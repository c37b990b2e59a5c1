use anyhow::{anyhow, Context, Result};
use serde::Deserialize;
use std::path::{Path, PathBuf};
use std::time::Duration;
use tokio::io::{AsyncBufReadExt, AsyncWriteExt, BufReader};
use tokio::net::UnixStream;
use tokio::process::{Child, Command};
use tokio::sync::mpsc;

#[derive(Debug, Clone)]
pub enum MpvCommand {
    /// Load and start a stream. mpv replaces any prior source itself.
    Load { url: String },
    /// Halt playback and release the current source.
    Stop,
    Shutdown,
}

#[derive(Debug, Clone)]
pub enum MpvEvent {
    Ready,
    MediaTitle(Option<String>),
    /// Playback of the current source ended; `reason` is mpv's verdict
    /// ("eof", "stop", "error", ...).
    EndFile { reason: String },
    Crashed(String),
}

#[derive(Debug)]
pub struct MpvProcess {
    cmd_tx: mpsc::UnboundedSender<MpvCommand>,
}

impl MpvProcess {
    pub async fn spawn(socket_path: PathBuf) -> Result<(Self, mpsc::UnboundedReceiver<MpvEvent>)> {
        let (cmd_tx, cmd_rx) = mpsc::unbounded_channel();
        let (evt_tx, evt_rx) = mpsc::unbounded_channel();

        tokio::spawn(run_mpv(socket_path.clone(), cmd_rx, evt_tx));

        Ok((Self { cmd_tx }, evt_rx))
    }

    pub fn command(&self, cmd: MpvCommand) -> Result<()> {
        self.cmd_tx.send(cmd).map_err(|_| anyhow!("mpv task is not running"))
    }
}

async fn run_mpv(
    socket_path: PathBuf,
    mut cmd_rx: mpsc::UnboundedReceiver<MpvCommand>,
    evt_tx: mpsc::UnboundedSender<MpvEvent>,
) {
    let mut backoff = Duration::from_millis(200);
    loop {
        if cmd_rx.is_closed() {
            return;
        }
        match spawn_and_connect(&socket_path).await {
            Ok((mut child, mut stream)) => {
                backoff = Duration::from_millis(200);
                let _ = send_observers(&mut stream).await;
                let _ = evt_tx.send(MpvEvent::Ready);
                match io_loop(&mut child, stream, &mut cmd_rx, &evt_tx).await {
                    Ok(()) => return,
                    Err(e) => {
                        let _ = evt_tx.send(MpvEvent::Crashed(e.to_string()));
                    }
                }
            }
            Err(e) => {
                let _ = evt_tx.send(MpvEvent::Crashed(e.to_string()));
                tokio::time::sleep(backoff).await;
                backoff = std::cmp::min(backoff * 2, Duration::from_secs(5));
            }
        }
    }
}

async fn spawn_and_connect(socket_path: &Path) -> Result<(Child, UnixStream)> {
    let _ = tokio::fs::remove_file(socket_path).await;

    let mut child = Command::new("mpv")
        .arg("--idle=yes")
        .arg("--no-terminal")
        .arg("--no-video")
        .arg("--force-window=no")
        .arg("--keep-open=yes")
        .arg(format!(
            "--input-ipc-server={}",
            socket_path
                .to_str()
                .ok_or_else(|| anyhow!("Invalid socket path"))?
        ))
        .spawn()
        .context("Failed to spawn mpv")?;

    let start = tokio::time::Instant::now();
    let stream = loop {
        match UnixStream::connect(socket_path).await {
            Ok(s) => break s,
            Err(e) => {
                if start.elapsed() > Duration::from_secs(3) {
                    let _ = child.kill().await;
                    return Err(e).context("Timed out connecting to mpv IPC socket");
                }
                tokio::time::sleep(Duration::from_millis(50)).await;
            }
        }
    };

    Ok((child, stream))
}

async fn send_observers(stream: &mut UnixStream) -> Result<()> {
    send_json(stream, mpv_cmd(vec![
        serde_json::json!("observe_property"),
        serde_json::json!(1),
        serde_json::json!("media-title"),
    ]))
    .await?;
    Ok(())
}

async fn io_loop(
    child: &mut Child,
    stream: UnixStream,
    cmd_rx: &mut mpsc::UnboundedReceiver<MpvCommand>,
    evt_tx: &mpsc::UnboundedSender<MpvEvent>,
) -> Result<()> {
    let (read_half, mut write_half) = stream.into_split();
    let mut reader = BufReader::new(read_half).lines();

    loop {
        tokio::select! {
            status = child.wait() => {
                let status = status.context("mpv wait failed")?;
                return Err(anyhow!("mpv exited: {status}"));
            }
            maybe_line = reader.next_line() => {
                let line = maybe_line.context("mpv IPC read error")?;
                let Some(line) = line else {
                    return Err(anyhow!("mpv IPC closed"));
                };
                if let Ok(ev) = parse_event(&line) {
                    let _ = evt_tx.send(ev);
                }
            }
            cmd = cmd_rx.recv() => {
                let Some(cmd) = cmd else { return Ok(()); };
                match cmd {
                    MpvCommand::Load { url } => {
                        send_json_half(&mut write_half, mpv_cmd(vec![
                            serde_json::json!("loadfile"),
                            serde_json::json!(url),
                            serde_json::json!("replace"),
                        ])).await?;
                    }
                    MpvCommand::Stop => {
                        send_json_half(&mut write_half, mpv_cmd(vec![serde_json::json!("stop")])).await?;
                    }
                    MpvCommand::Shutdown => {
                        let _ = child.kill().await;
                        return Ok(());
                    }
                }
            }
        }
    }
}

fn mpv_cmd(command: Vec<serde_json::Value>) -> serde_json::Value {
    serde_json::json!({ "command": command })
}

async fn send_json(stream: &mut UnixStream, v: serde_json::Value) -> Result<()> {
    let mut buf = serde_json::to_vec(&v).context("Serialize mpv IPC request")?;
    buf.push(b'\n');
    stream.write_all(&buf).await.context("Write mpv IPC request")?;
    Ok(())
}

async fn send_json_half(
    write_half: &mut tokio::net::unix::OwnedWriteHalf,
    v: serde_json::Value,
) -> Result<()> {
    let mut buf = serde_json::to_vec(&v).context("Serialize mpv IPC request")?;
    buf.push(b'\n');
    write_half.write_all(&buf).await.context("Write mpv IPC request")?;
    Ok(())
}

#[derive(Debug, Deserialize)]
struct MpvIncoming {
    #[serde(default)]
    event: Option<String>,
    #[serde(default)]
    name: Option<String>,
    #[serde(default)]
    reason: Option<String>,
    #[serde(default)]
    data: Option<serde_json::Value>,
}

fn parse_event(line: &str) -> Result<MpvEvent> {
    let incoming: MpvIncoming = serde_json::from_str(line).context("Invalid mpv IPC JSON")?;
    match incoming.event.as_deref() {
        Some("property-change") => match incoming.name.as_deref() {
            Some("media-title") => {
                let title = incoming
                    .data
                    .and_then(|v| v.as_str().map(|s| s.to_string()));
                Ok(MpvEvent::MediaTitle(title))
            }
            _ => Err(anyhow!("Unrecognized property-change")),
        },
        Some("end-file") => Ok(MpvEvent::EndFile {
            reason: incoming.reason.unwrap_or_else(|| "unknown".to_string()),
        }),
        _ => Err(anyhow!("Unrecognized mpv event")),
    }
}

#[cfg(test)]
mod tests {
    use super::*;

    #[test]
    fn parses_media_title() {
        let line = r#"{"event":"property-change","name":"media-title","data":"Song Title"}"#;
        let ev = parse_event(line).unwrap();
        match ev {
            MpvEvent::MediaTitle(Some(t)) => assert_eq!(t, "Song Title"),
            _ => panic!("unexpected event"),
        }
    }

    #[test]
    fn parses_end_file_error() {
        let line = r#"{"event":"end-file","reason":"error","playlist_entry_id":1,"file_error":"loading failed"}"#;
        let ev = parse_event(line).unwrap();
        match ev {
            MpvEvent::EndFile { reason } => assert_eq!(reason, "error"),
            _ => panic!("unexpected event"),
        }
    }

    #[test]
    fn end_file_without_reason_is_unknown() {
        let ev = parse_event(r#"{"event":"end-file"}"#).unwrap();
        match ev {
            MpvEvent::EndFile { reason } => assert_eq!(reason, "unknown"),
            _ => panic!("unexpected event"),
        }
    }

    #[test]
    fn ignores_unrelated_events() {
        assert!(parse_event(r#"{"event":"idle"}"#).is_err());
        assert!(parse_event(r#"{"request_id":1,"error":"success"}"#).is_err());
    }
}
use crate::api::ApiClient;
use crate::browser::{PlayDecision, StationBrowser};
use crate::config::AppConfig;
use crate::models::Station;
use crate::mpv::{MpvCommand, MpvEvent, MpvProcess};
use anyhow::{Context, Result};
use std::path::PathBuf;
use tokio::sync::{mpsc, watch};
use tracing::{info, warn};

/// Shown only while a station is active.
#[derive(Debug, Clone)]
pub struct NowPlaying {
    pub station: Station,
    /// ICY stream title reported by mpv, when the stream sends one.
    pub media_title: Option<String>,
}

/// Snapshot published to the UI after every state change.
#[derive(Debug, Clone, Default)]
pub struct ControllerState {
    /// Stations passing the current filters, in load order.
    pub visible: Vec<Station>,
    pub total_count: usize,
    pub countries: Vec<String>,
    pub search_query: String,
    pub selected_country: String,
    /// True while a station-list fetch is outstanding. The country fetch
    /// does not drive this.
    pub loading: bool,
    pub error: Option<String>,
    pub now_playing: Option<NowPlaying>,
}

#[derive(Debug, Clone)]
pub enum UiCommand {
    Reload,
    Search(String),
    CountryFilter(String),
    Play(Station),
    Stop,
    Shutdown,
}

pub struct ControllerHandle {
    pub cmd_tx: mpsc::UnboundedSender<UiCommand>,
    pub state_rx: watch::Receiver<ControllerState>,
    _thread: Option<std::thread::JoinHandle<()>>,
}

impl Drop for ControllerHandle {
    fn drop(&mut self) {
        let _ = self.cmd_tx.send(UiCommand::Shutdown);
        if let Some(t) = self._thread.take() {
            let _ = t.join();
        }
    }
}

pub fn start_controller() -> ControllerHandle {
    let (cmd_tx, cmd_rx) = mpsc::unbounded_channel();
    let (state_tx, state_rx) = watch::channel(ControllerState::default());

    let thread = std::thread::spawn(move || {
        let rt = tokio::runtime::Builder::new_multi_thread()
            .enable_all()
            .build()
            .expect("tokio runtime");
        rt.block_on(async move {
            if let Err(e) = controller_main(cmd_rx, state_tx).await {
                warn!(error = ?e, "controller exited with error");
            }
        });
    });

    ControllerHandle {
        cmd_tx,
        state_rx,
        _thread: Some(thread),
    }
}

#[derive(Debug)]
enum InternalMsg {
    StationsDone(Result<crate::api::StationList>),
    CountriesDone(Result<Vec<String>>),
}

async fn controller_main(
    mut cmd_rx: mpsc::UnboundedReceiver<UiCommand>,
    state_tx: watch::Sender<ControllerState>,
) -> Result<()> {
    let config = tokio::task::spawn_blocking(AppConfig::load)
        .await
        .context("Join config load task")?
        .context("Failed to load config")?;
    let api = ApiClient::new(&config.api_base)?;

    let socket_path = mpv_socket_path()?;
    let (mpv, mut mpv_events) = MpvProcess::spawn(socket_path).await?;

    let (internal_tx, mut internal_rx) = mpsc::unbounded_channel::<InternalMsg>();
    let mut browser = StationBrowser::new();
    let mut state = state_tx.borrow().clone();
    let mut current_url: Option<String> = None;
    let mut media_title: Option<String> = None;

    // Both lists load on startup. Only the station fetch shows a loading
    // indicator.
    state.loading = true;
    publish(&state_tx, &mut state, &browser, &media_title);
    spawn_station_fetch(&api, &internal_tx);
    spawn_country_fetch(&api, &internal_tx);

    loop {
        tokio::select! {
            Some(cmd) = cmd_rx.recv() => {
                match cmd {
                    UiCommand::Reload => {
                        state.loading = true;
                        state.error = None;
                        publish(&state_tx, &mut state, &browser, &media_title);
                        spawn_station_fetch(&api, &internal_tx);
                        spawn_country_fetch(&api, &internal_tx);
                    }
                    UiCommand::Search(q) => {
                        browser.set_search_query(&q);
                        publish(&state_tx, &mut state, &browser, &media_title);
                    }
                    UiCommand::CountryFilter(c) => {
                        browser.set_country_filter(&c);
                        publish(&state_tx, &mut state, &browser, &media_title);
                    }
                    UiCommand::Play(station) => {
                        match browser.play(&station) {
                            PlayDecision::Start(url) => {
                                info!(station = %station.name, %url, "starting playback");
                                state.error = None;
                                media_title = None;
                                current_url = Some(url.clone());
                                let _ = mpv.command(MpvCommand::Load { url });
                                publish(&state_tx, &mut state, &browser, &media_title);
                            }
                            PlayDecision::AlreadyPlaying => {}
                        }
                    }
                    UiCommand::Stop => {
                        if browser.stop() {
                            let _ = mpv.command(MpvCommand::Stop);
                            current_url = None;
                            media_title = None;
                            state.error = None;
                            publish(&state_tx, &mut state, &browser, &media_title);
                        }
                    }
                    UiCommand::Shutdown => {
                        let _ = mpv.command(MpvCommand::Shutdown);
                        return Ok(());
                    }
                }
            }
            ev = mpv_events.recv() => {
                let Some(ev) = ev else {
                    state.error = Some("mpv controller stopped".to_string());
                    publish(&state_tx, &mut state, &browser, &media_title);
                    return Ok(());
                };
                match ev {
                    MpvEvent::Ready => {
                        // A respawned mpv starts idle; resume the active stream.
                        if let Some(url) = current_url.clone() {
                            let _ = mpv.command(MpvCommand::Load { url });
                            state.error = None;
                            publish(&state_tx, &mut state, &browser, &media_title);
                        }
                    }
                    MpvEvent::MediaTitle(t) => {
                        media_title = t;
                        publish(&state_tx, &mut state, &browser, &media_title);
                    }
                    MpvEvent::EndFile { reason } => {
                        // The attempted station stays active even when its
                        // stream fails; only the error message surfaces.
                        if reason == "error" && browser.current().is_some() {
                            warn!(%reason, "playback failed");
                            state.error = Some(
                                "Failed to play this station. The stream may be unavailable."
                                    .to_string(),
                            );
                            publish(&state_tx, &mut state, &browser, &media_title);
                        }
                    }
                    MpvEvent::Crashed(e) => {
                        warn!(error = %e, "mpv crashed/restarting");
                        state.error = Some(format!("mpv error: {e}"));
                        publish(&state_tx, &mut state, &browser, &media_title);
                    }
                }
            }
            Some(msg) = internal_rx.recv() => {
                match msg {
                    InternalMsg::StationsDone(res) => {
                        state.loading = false;
                        match res {
                            Ok(list) => {
                                info!(count = list.count, "station list loaded");
                                browser.set_stations(list.stations, list.count);
                                state.error = None;
                            }
                            Err(e) => {
                                // Prior stations stay as they were.
                                warn!(error = ?e, "station list load failed");
                                state.error = Some("Failed to load stations".to_string());
                            }
                        }
                        publish(&state_tx, &mut state, &browser, &media_title);
                    }
                    InternalMsg::CountriesDone(res) => {
                        match res {
                            Ok(countries) => {
                                state.countries = countries;
                                publish(&state_tx, &mut state, &browser, &media_title);
                            }
                            // Non-fatal: the filter dropdown just stays empty.
                            Err(e) => warn!(error = ?e, "country list load failed"),
                        }
                    }
                }
            }
        }
    }
}

fn spawn_station_fetch(api: &ApiClient, tx: &mpsc::UnboundedSender<InternalMsg>) {
    let api = api.clone();
    let tx = tx.clone();
    tokio::spawn(async move {
        let res = api.stations().await;
        let _ = tx.send(InternalMsg::StationsDone(res));
    });
}

fn spawn_country_fetch(api: &ApiClient, tx: &mpsc::UnboundedSender<InternalMsg>) {
    let api = api.clone();
    let tx = tx.clone();
    tokio::spawn(async move {
        let res = api.countries().await;
        let _ = tx.send(InternalMsg::CountriesDone(res));
    });
}

/// Re-derive the view fields from the browser and push a snapshot.
fn publish(
    state_tx: &watch::Sender<ControllerState>,
    state: &mut ControllerState,
    browser: &StationBrowser,
    media_title: &Option<String>,
) {
    state.visible = browser.visible_stations().into_iter().cloned().collect();
    state.total_count = browser.total_count();
    state.search_query = browser.search_query().to_string();
    state.selected_country = browser.selected_country().to_string();
    state.now_playing = browser.current().map(|station| NowPlaying {
        station: station.clone(),
        media_title: media_title.clone(),
    });
    let _ = state_tx.send(state.clone());
}

fn mpv_socket_path() -> Result<PathBuf> {
    let runtime = std::env::var_os("XDG_RUNTIME_DIR")
        .map(PathBuf::from)
        .context("XDG_RUNTIME_DIR not set")?;

    let dir = runtime.join("radiodial");
    std::fs::create_dir_all(&dir).with_context(|| format!("Create runtime dir: {dir:?}"))?;
    #[cfg(unix)]
    {
        use std::os::unix::fs::PermissionsExt;
        std::fs::set_permissions(&dir, std::fs::Permissions::from_mode(0o700))
            .with_context(|| format!("chmod 700 runtime dir: {dir:?}"))?;
    }
    Ok(dir.join("mpv.sock"))
}
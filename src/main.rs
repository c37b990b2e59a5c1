mod api;
mod browser;
mod config;
mod controller;
mod models;
mod mpv;
mod ui;

use anyhow::{Context, Result};
use tracing_subscriber::EnvFilter;

fn main() -> Result<()> {
    let log_path = config::log_path()?;
    let log_file = std::fs::OpenOptions::new()
        .create(true)
        .append(true)
        .open(&log_path)
        .with_context(|| format!("Open log file: {log_path:?}"))?;

    tracing_subscriber::fmt()
        .with_writer(log_file)
        .with_env_filter(
            EnvFilter::try_from_default_env()
                .unwrap_or_else(|_| EnvFilter::new("info,hyper_util=warn,reqwest=warn")),
        )
        .with_ansi(false)
        .with_target(false)
        .init();

    tracing::info!("radiodial starting");

    let handle = controller::start_controller();
    ui::run(handle)
}
use crate::controller::{ControllerHandle, ControllerState, UiCommand};
use anyhow::Result;
use ratatui::crossterm::{
    event::{self, Event, KeyCode, KeyEvent, KeyEventKind, KeyModifiers},
    execute,
    terminal::{disable_raw_mode, enable_raw_mode, EnterAlternateScreen, LeaveAlternateScreen},
};
use ratatui::{
    backend::CrosstermBackend,
    layout::{Constraint, Layout, Rect},
    style::{Color, Modifier, Style},
    text::{Line, Span},
    widgets::{List, ListItem, ListState, Paragraph},
    Frame, Terminal,
};
use std::io;
use std::time::Duration;
use tui_input::{backend::crossterm::EventHandler, Input};

const C_PRIMARY: Color = Color::Rgb(210, 210, 225);
const C_SECONDARY: Color = Color::Rgb(115, 115, 138);
const C_MUTED: Color = Color::Rgb(72, 72, 88);
const C_ACCENT: Color = Color::Rgb(255, 95, 95);
const C_PLAYING: Color = Color::Rgb(80, 200, 120);
const C_ERROR: Color = Color::Rgb(255, 80, 80);
const C_FILTER_FG: Color = Color::Rgb(255, 200, 80);
const C_SELECTION_BG: Color = Color::Rgb(28, 28, 40);

const HELP_LINE: &str = "↑/↓ select · ⏎ play · ←/→ country · ^S stop · ^R reload · Esc quit";

pub fn run(handle: ControllerHandle) -> Result<()> {
    enable_raw_mode()?;
    let mut stdout = io::stdout();
    execute!(stdout, EnterAlternateScreen)?;
    let backend = CrosstermBackend::new(stdout);
    let mut terminal = Terminal::new(backend)?;

    let res = App::new(handle).run(&mut terminal);

    disable_raw_mode()?;
    execute!(terminal.backend_mut(), LeaveAlternateScreen)?;
    terminal.show_cursor()?;
    res
}

struct App {
    handle: ControllerHandle,
    state: ControllerState,
    input: Input,
    /// Index into `state.visible`.
    selected: usize,
    list_state: ListState,
    /// Country selector position: 0 = All, i+1 = `state.countries[i]`.
    country_idx: usize,
}

impl App {
    fn new(handle: ControllerHandle) -> Self {
        let state = handle.state_rx.borrow().clone();
        Self {
            handle,
            state,
            input: Input::default(),
            selected: 0,
            list_state: ListState::default(),
            country_idx: 0,
        }
    }

    fn run(mut self, terminal: &mut Terminal<CrosstermBackend<io::Stdout>>) -> Result<()> {
        loop {
            terminal.draw(|frame| self.draw(frame))?;

            if event::poll(Duration::from_millis(100))? {
                match event::read()? {
                    Event::Key(key) if key.kind == KeyEventKind::Press => {
                        if self.handle_key(key) {
                            return Ok(());
                        }
                    }
                    _ => {}
                }
            }

            match self.handle.state_rx.has_changed() {
                Ok(true) => {
                    self.state = self.handle.state_rx.borrow_and_update().clone();
                    self.clamp();
                }
                Ok(false) => {}
                // Controller gone; nothing left to browse.
                Err(_) => return Ok(()),
            }
        }
    }

    fn clamp(&mut self) {
        self.selected = self
            .selected
            .min(self.state.visible.len().saturating_sub(1));
        if self.country_idx > self.state.countries.len() {
            self.country_idx = 0;
        }
    }

    fn send(&self, cmd: UiCommand) {
        let _ = self.handle.cmd_tx.send(cmd);
    }

    /// Returns true when the app should quit.
    fn handle_key(&mut self, key: KeyEvent) -> bool {
        match key.code {
            KeyCode::Char('c') if key.modifiers.contains(KeyModifiers::CONTROL) => return true,
            KeyCode::Char('r') if key.modifiers.contains(KeyModifiers::CONTROL) => {
                self.send(UiCommand::Reload);
            }
            KeyCode::Char('s') if key.modifiers.contains(KeyModifiers::CONTROL) => {
                self.send(UiCommand::Stop);
            }
            KeyCode::Esc => {
                // First Esc clears the search; a second one quits.
                if self.input.value().is_empty() {
                    return true;
                }
                self.input = Input::default();
                self.send(UiCommand::Search(String::new()));
            }
            KeyCode::Up => self.selected = self.selected.saturating_sub(1),
            KeyCode::Down => {
                self.selected = (self.selected + 1)
                    .min(self.state.visible.len().saturating_sub(1));
            }
            KeyCode::Left => self.cycle_country(-1),
            KeyCode::Right => self.cycle_country(1),
            KeyCode::Enter => {
                if let Some(station) = self.state.visible.get(self.selected) {
                    self.send(UiCommand::Play(station.clone()));
                }
            }
            _ => {
                // Everything else edits the search box; filtering is live.
                self.input
                    .handle_event(&ratatui::crossterm::event::Event::Key(key));
                self.send(UiCommand::Search(self.input.value().to_string()));
            }
        }
        false
    }

    fn cycle_country(&mut self, step: isize) {
        let n = self.state.countries.len() + 1;
        self.country_idx = (self.country_idx as isize + step).rem_euclid(n as isize) as usize;
        let value = match self.country_idx {
            0 => String::new(),
            i => self.state.countries[i - 1].clone(),
        };
        self.send(UiCommand::CountryFilter(value));
    }

    fn country_label(&self) -> &str {
        if self.state.selected_country.is_empty() {
            "All"
        } else {
            &self.state.selected_country
        }
    }

    fn draw(&mut self, frame: &mut Frame) {
        let [header, search, country, list, status, playing] = Layout::vertical([
            Constraint::Length(1),
            Constraint::Length(1),
            Constraint::Length(1),
            Constraint::Min(1),
            Constraint::Length(1),
            Constraint::Length(1),
        ])
        .areas(frame.area());

        self.draw_header(frame, header);
        self.draw_search(frame, search);
        self.draw_country(frame, country);
        self.draw_list(frame, list);
        self.draw_status(frame, status);
        self.draw_now_playing(frame, playing);
    }

    fn draw_header(&self, frame: &mut Frame, area: Rect) {
        let mut spans = vec![
            Span::styled(" radiodial ", Style::default().fg(C_ACCENT).add_modifier(Modifier::BOLD)),
            Span::styled(
                format!("{} stations", self.state.total_count),
                Style::default().fg(C_SECONDARY),
            ),
        ];
        if self.state.loading {
            spans.push(Span::styled("  loading…", Style::default().fg(C_MUTED)));
        }
        frame.render_widget(Paragraph::new(Line::from(spans)), area);
    }

    fn draw_search(&self, frame: &mut Frame, area: Rect) {
        let scroll = self
            .input
            .visual_scroll(area.width.saturating_sub(4) as usize);
        let value = self.input.value();
        let display = if value.is_empty() {
            Span::styled("/ Search stations…", Style::default().fg(C_MUTED))
        } else {
            Span::styled(format!("/ {}", &value[scroll..]), Style::default().fg(C_FILTER_FG))
        };
        frame.render_widget(Paragraph::new(Line::from(vec![display])), area);

        let cursor_x = area.x + 2 + (self.input.visual_cursor().saturating_sub(scroll)) as u16;
        frame.set_cursor_position((cursor_x.min(area.x + area.width.saturating_sub(1)), area.y));
    }

    fn draw_country(&self, frame: &mut Frame, area: Rect) {
        let line = Line::from(vec![
            Span::styled(" Country ", Style::default().fg(C_SECONDARY)),
            Span::styled("◂ ", Style::default().fg(C_MUTED)),
            Span::styled(self.country_label(), Style::default().fg(C_PRIMARY)),
            Span::styled(" ▸", Style::default().fg(C_MUTED)),
        ]);
        frame.render_widget(Paragraph::new(line), area);
    }

    fn draw_list(&mut self, frame: &mut Frame, area: Rect) {
        let now_playing = self.state.now_playing.as_ref();

        let items: Vec<ListItem> = self
            .state
            .visible
            .iter()
            .map(|s| {
                // Active row is keyed by stream URL, never by name.
                let active = now_playing.is_some_and(|np| np.station.same_stream(s));
                let (marker, name_style) = if active {
                    ("▶ ", Style::default().fg(C_PLAYING).add_modifier(Modifier::BOLD))
                } else {
                    ("  ", Style::default().fg(C_PRIMARY))
                };
                ListItem::new(Line::from(vec![
                    Span::styled(format!("{marker}{} {}", s.icon(), s.name), name_style),
                    Span::raw("  "),
                    Span::styled(s.meta_line(), Style::default().fg(C_SECONDARY)),
                ]))
            })
            .collect();

        self.list_state.select(if self.state.visible.is_empty() {
            None
        } else {
            Some(self.selected)
        });

        let list = List::new(items).highlight_style(Style::default().bg(C_SELECTION_BG));
        frame.render_stateful_widget(list, area, &mut self.list_state);
    }

    fn draw_status(&self, frame: &mut Frame, area: Rect) {
        let line = if let Some(err) = &self.state.error {
            Line::from(Span::styled(format!(" {err}"), Style::default().fg(C_ERROR)))
        } else if self.state.loading {
            Line::from(Span::styled(" Loading stations…", Style::default().fg(C_MUTED)))
        } else if self.state.visible.is_empty() {
            let filtered = !self.state.search_query.is_empty()
                || !self.state.selected_country.is_empty();
            let msg = if filtered {
                " No stations match the current filters."
            } else {
                " No stations found."
            };
            Line::from(Span::styled(msg, Style::default().fg(C_MUTED)))
        } else {
            Line::from(Span::styled(format!(" {HELP_LINE}"), Style::default().fg(C_MUTED)))
        };
        frame.render_widget(Paragraph::new(line), area);
    }

    fn draw_now_playing(&self, frame: &mut Frame, area: Rect) {
        let Some(np) = &self.state.now_playing else {
            return;
        };
        let mut spans = vec![
            Span::styled(" ▶ ", Style::default().fg(C_PLAYING)),
            Span::styled(np.station.name.as_str(), Style::default().fg(C_PLAYING).add_modifier(Modifier::BOLD)),
            Span::styled(
                format!("  {}", np.station.meta_line()),
                Style::default().fg(C_SECONDARY),
            ),
        ];
        if let Some(title) = np.media_title.as_deref().filter(|t| !t.is_empty()) {
            spans.push(Span::styled(format!("  {title}"), Style::default().fg(C_PRIMARY)));
        }
        if let Some(home) = np.station.homepage.as_deref().filter(|h| !h.is_empty()) {
            spans.push(Span::styled(format!("  {home}"), Style::default().fg(C_MUTED)));
        }
        frame.render_widget(Paragraph::new(Line::from(spans)), area);
    }
}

_The task:_ Find out how many lines above hold "ControllerState". Write only the number.

_Answer below:_ 8